● TASK: Exact copies of all the records are the expected output.

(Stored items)
# # # # #
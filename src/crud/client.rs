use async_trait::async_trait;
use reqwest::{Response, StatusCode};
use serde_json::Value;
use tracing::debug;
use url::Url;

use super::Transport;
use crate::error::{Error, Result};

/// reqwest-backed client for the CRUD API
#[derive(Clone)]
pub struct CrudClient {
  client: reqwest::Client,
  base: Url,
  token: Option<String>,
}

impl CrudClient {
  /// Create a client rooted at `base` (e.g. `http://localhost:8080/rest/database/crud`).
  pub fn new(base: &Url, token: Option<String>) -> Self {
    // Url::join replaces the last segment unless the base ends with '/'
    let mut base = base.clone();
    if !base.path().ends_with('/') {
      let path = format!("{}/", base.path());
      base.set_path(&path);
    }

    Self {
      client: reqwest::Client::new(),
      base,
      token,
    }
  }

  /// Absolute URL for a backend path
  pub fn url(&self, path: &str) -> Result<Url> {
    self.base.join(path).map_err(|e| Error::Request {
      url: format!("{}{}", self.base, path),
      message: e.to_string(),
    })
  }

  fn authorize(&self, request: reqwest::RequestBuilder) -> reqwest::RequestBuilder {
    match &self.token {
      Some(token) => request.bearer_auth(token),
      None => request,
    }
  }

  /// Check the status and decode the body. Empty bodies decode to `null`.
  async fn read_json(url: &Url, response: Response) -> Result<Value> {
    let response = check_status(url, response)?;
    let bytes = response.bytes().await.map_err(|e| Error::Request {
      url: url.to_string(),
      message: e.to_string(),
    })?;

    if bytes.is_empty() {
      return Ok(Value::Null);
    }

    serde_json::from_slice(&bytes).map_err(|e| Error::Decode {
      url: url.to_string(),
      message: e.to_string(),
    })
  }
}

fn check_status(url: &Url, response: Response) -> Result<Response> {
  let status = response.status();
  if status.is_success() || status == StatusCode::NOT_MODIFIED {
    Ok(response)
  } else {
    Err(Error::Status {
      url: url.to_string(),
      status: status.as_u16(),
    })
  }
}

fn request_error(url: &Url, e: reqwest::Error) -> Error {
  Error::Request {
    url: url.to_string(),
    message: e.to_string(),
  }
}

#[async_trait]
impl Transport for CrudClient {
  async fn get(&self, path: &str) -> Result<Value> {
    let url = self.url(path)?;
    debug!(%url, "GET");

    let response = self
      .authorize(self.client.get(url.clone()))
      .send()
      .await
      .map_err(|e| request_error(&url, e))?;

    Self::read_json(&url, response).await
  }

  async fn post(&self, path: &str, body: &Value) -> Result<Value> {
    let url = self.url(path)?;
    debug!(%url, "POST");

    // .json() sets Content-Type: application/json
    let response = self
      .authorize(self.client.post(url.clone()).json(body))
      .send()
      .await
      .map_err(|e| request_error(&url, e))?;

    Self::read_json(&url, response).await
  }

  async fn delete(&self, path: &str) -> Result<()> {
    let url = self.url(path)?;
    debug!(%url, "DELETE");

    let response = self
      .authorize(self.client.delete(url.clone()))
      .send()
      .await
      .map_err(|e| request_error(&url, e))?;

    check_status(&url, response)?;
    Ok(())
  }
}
# # # # #
● RESPONSE AREA:
filename src/crud/client.rs
use async_trait::async_trait;
use reqwest::{Response, StatusCode};
use serde_json::Value;
use tracing::debug;
use url::Url;

use super::Transport;
use crate::error::{Error, Result};

/// reqwest-backed client for the CRUD API
#[derive(Clone)]
pub struct CrudClient {
  client: reqwest::Client,
  base: Url,
  token: Option<String>,
}

impl CrudClient {
  /// Create a client rooted at `base` (e.g. `http://localhost:8080/rest/database/crud`).
  pub fn new(base: &Url, token: Option<String>) -> Self {
    // Url::join replaces the last segment unless the base ends with '/'
    let mut base = base.clone();
    if !base.path().ends_with('/') {
      let path = format!("{}/", base.path());
      base.set_path(&path);
    }

    Self {
      client: reqwest::Client::new(),
      base,
      token,
    }
  }

  /// Absolute URL for a backend path
  pub fn url(&self, path: &str) -> Result<Url> {
    self.base.join(path).map_err(|e| Error::Request {
      url: format!("{}{}", self.base, path),
      message: e.to_string(),
    })
  }

  fn authorize(&self, request: reqwest::RequestBuilder) -> reqwest::RequestBuilder {
    match &self.token {
      Some(token) => request.bearer_auth(token),
      None => request,
    }
  }

  /// Check the status and decode the body. Empty bodies decode to `null`.
  async fn read_json(url: &Url, response: Response) -> Result<Value> {
    let response = check_status(url, response)?;
    let bytes = response.bytes().await.map_err(|e| Error::Request {
      url: url.to_string(),
      message: e.to_string(),
    })?;

    if bytes.is_empty() {
      return Ok(Value::Null);
    }

    serde_json::from_slice(&bytes).map_err(|e| Error::Decode {
      url: url.to_string(),
      message: e.to_string(),
    })
  }
}

fn check_status(url: &Url, response: Response) -> Result<Response> {
  let status = response.status();
  if status.is_success() || status == StatusCode::NOT_MODIFIED {
    Ok(response)
  } else {
    Err(Error::Status {
      url: url.to_string(),
      status: status.as_u16(),
    })
  }
}

fn request_error(url: &Url, e: reqwest::Error) -> Error {
  Error::Request {
    url: url.to_string(),
    message: e.to_string(),
  }
}

#[async_trait]
impl Transport for CrudClient {
  async fn get(&self, path: &str) -> Result<Value> {
    let url = self.url(path)?;
    debug!(%url, "GET");

    let response = self
      .authorize(self.client.get(url.clone()))
      .send()
      .await
      .map_err(|e| request_error(&url, e))?;

    Self::read_json(&url, response).await
  }

  async fn post(&self, path: &str, body: &Value) -> Result<Value> {
    let url = self.url(path)?;
    debug!(%url, "POST");

    // .json() sets Content-Type: application/json
    let response = self
      .authorize(self.client.post(url.clone()).json(body))
      .send()
      .await
      .map_err(|e| request_error(&url, e))?;

    Self::read_json(&url, response).await
  }

  async fn delete(&self, path: &str) -> Result<()> {
    let url = self.url(path)?;
    debug!(%url, "DELETE");

    let response = self
      .authorize(self.client.delete(url.clone()))
      .send()
      .await
      .map_err(|e| request_error(&url, e))?;

    check_status(&url, response)?;
    Ok(())
  }
}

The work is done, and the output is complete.